## [Work required]
The answer should be one number, the count of lines in the data with "TkTelekinesisControls".

══ Data for processing

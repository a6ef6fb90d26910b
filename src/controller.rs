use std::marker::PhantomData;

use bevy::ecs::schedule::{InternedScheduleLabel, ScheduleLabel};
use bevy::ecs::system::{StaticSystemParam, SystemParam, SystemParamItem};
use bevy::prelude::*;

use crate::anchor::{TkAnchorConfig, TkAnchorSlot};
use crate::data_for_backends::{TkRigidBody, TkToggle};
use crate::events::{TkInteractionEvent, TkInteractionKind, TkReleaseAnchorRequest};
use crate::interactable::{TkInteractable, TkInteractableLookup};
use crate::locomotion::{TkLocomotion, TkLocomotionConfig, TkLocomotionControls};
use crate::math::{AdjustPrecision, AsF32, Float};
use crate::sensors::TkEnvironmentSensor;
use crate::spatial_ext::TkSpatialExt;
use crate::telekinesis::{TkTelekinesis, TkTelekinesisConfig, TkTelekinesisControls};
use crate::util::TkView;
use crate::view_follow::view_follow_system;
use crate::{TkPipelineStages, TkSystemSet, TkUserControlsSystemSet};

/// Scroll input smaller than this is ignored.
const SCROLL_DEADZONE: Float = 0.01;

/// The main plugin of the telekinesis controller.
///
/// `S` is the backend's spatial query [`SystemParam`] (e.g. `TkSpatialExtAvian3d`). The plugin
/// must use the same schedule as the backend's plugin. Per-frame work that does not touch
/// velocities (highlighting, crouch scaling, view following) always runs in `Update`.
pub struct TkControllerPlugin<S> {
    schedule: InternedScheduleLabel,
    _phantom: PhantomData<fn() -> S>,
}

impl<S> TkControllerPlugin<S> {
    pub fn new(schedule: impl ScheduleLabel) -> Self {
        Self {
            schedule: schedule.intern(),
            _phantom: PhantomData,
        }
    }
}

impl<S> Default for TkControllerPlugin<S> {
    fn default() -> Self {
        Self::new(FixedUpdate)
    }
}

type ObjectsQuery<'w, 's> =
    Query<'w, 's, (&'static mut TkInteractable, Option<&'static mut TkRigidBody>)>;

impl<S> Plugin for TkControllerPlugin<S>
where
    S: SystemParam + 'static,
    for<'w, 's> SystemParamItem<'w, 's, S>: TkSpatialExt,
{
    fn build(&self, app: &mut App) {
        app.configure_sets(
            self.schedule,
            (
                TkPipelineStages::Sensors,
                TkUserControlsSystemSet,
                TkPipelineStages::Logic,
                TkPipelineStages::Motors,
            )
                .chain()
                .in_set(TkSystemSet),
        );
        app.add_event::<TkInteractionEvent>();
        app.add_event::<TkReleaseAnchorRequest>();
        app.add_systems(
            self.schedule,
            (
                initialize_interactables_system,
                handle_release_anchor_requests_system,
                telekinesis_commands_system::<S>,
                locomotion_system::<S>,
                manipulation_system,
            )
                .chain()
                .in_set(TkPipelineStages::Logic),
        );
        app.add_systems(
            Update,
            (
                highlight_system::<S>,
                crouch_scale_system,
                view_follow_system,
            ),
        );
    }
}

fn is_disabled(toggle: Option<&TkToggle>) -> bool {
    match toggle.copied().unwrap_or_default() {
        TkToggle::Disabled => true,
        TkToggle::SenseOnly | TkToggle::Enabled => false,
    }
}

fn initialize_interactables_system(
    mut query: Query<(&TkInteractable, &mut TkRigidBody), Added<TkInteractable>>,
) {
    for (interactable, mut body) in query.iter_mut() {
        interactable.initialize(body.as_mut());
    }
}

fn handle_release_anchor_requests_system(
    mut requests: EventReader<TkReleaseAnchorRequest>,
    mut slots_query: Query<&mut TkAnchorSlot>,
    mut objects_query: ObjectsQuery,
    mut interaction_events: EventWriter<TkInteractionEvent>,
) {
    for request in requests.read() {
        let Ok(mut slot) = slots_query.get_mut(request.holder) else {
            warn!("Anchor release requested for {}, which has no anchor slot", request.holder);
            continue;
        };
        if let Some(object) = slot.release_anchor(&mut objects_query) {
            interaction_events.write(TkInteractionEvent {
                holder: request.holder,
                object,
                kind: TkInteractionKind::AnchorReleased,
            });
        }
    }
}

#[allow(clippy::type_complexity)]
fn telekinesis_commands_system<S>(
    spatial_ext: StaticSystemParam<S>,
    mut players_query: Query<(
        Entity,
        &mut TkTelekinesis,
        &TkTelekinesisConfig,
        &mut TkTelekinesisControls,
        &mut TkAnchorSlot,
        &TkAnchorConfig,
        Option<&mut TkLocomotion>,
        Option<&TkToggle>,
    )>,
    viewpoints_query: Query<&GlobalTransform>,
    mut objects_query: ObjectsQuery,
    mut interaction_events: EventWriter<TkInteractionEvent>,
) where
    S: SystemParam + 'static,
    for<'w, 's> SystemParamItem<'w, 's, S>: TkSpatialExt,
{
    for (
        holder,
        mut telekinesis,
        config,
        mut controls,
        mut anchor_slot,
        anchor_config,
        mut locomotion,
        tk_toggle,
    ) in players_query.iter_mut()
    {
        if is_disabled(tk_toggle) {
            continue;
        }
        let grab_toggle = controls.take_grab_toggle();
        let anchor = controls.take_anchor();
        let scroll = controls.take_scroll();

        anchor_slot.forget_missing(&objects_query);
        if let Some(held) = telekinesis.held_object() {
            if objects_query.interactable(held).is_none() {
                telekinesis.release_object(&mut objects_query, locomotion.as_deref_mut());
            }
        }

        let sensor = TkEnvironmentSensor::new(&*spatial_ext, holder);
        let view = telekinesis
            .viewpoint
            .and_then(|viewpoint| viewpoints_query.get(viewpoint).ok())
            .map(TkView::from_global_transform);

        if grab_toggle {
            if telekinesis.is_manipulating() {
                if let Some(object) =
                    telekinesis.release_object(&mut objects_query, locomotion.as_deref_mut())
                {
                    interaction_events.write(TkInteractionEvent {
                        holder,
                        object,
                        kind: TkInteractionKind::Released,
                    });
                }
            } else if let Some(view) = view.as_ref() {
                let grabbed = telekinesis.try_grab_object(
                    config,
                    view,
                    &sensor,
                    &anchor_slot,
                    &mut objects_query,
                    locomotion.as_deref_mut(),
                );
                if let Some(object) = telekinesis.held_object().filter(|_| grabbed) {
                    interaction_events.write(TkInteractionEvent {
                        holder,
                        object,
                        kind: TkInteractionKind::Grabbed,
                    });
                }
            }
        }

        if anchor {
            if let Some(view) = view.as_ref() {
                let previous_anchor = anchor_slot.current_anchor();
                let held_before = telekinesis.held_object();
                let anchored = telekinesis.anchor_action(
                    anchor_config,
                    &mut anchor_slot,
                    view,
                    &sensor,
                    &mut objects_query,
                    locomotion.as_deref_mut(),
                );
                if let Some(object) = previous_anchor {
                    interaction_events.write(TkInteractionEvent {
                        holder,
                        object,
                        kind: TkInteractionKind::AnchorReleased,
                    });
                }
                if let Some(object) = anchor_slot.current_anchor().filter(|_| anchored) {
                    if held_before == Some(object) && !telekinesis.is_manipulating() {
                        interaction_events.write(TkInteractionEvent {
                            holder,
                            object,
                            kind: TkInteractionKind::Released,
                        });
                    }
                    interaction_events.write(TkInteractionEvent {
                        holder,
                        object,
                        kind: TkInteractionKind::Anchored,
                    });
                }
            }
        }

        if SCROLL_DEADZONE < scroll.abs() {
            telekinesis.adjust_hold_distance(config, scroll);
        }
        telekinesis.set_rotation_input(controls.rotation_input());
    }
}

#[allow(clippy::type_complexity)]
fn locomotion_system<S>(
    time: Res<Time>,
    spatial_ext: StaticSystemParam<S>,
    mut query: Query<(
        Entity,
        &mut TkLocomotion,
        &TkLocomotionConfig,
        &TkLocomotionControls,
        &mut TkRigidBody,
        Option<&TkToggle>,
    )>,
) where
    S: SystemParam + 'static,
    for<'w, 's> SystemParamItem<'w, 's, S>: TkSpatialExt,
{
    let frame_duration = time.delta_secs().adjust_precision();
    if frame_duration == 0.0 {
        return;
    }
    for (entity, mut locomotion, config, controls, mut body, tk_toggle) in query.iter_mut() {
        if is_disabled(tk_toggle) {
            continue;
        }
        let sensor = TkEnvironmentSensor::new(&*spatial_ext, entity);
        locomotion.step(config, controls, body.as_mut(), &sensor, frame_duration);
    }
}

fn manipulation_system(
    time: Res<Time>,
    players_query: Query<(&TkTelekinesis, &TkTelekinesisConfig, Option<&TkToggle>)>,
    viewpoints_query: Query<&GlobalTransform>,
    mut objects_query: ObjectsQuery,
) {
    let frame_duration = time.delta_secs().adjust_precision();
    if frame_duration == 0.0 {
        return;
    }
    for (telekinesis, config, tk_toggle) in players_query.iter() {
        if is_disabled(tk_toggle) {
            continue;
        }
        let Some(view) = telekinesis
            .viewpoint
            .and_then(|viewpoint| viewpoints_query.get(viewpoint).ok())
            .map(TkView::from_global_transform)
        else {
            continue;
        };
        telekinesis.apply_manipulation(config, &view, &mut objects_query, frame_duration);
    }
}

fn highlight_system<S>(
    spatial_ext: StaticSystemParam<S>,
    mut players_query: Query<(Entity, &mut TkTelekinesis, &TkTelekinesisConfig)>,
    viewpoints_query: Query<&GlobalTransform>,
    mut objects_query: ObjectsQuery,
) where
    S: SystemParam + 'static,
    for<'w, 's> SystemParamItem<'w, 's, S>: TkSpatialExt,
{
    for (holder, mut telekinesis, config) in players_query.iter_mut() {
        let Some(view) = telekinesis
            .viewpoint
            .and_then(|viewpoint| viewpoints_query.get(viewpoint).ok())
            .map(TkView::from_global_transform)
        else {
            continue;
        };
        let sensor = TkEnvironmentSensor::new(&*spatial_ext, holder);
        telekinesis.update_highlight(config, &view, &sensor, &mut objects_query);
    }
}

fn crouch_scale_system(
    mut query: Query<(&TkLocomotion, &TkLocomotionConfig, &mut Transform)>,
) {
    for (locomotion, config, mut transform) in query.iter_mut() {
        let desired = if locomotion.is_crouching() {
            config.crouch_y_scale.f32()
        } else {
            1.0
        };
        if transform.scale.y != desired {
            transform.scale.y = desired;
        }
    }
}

════

## [Expected answer]
2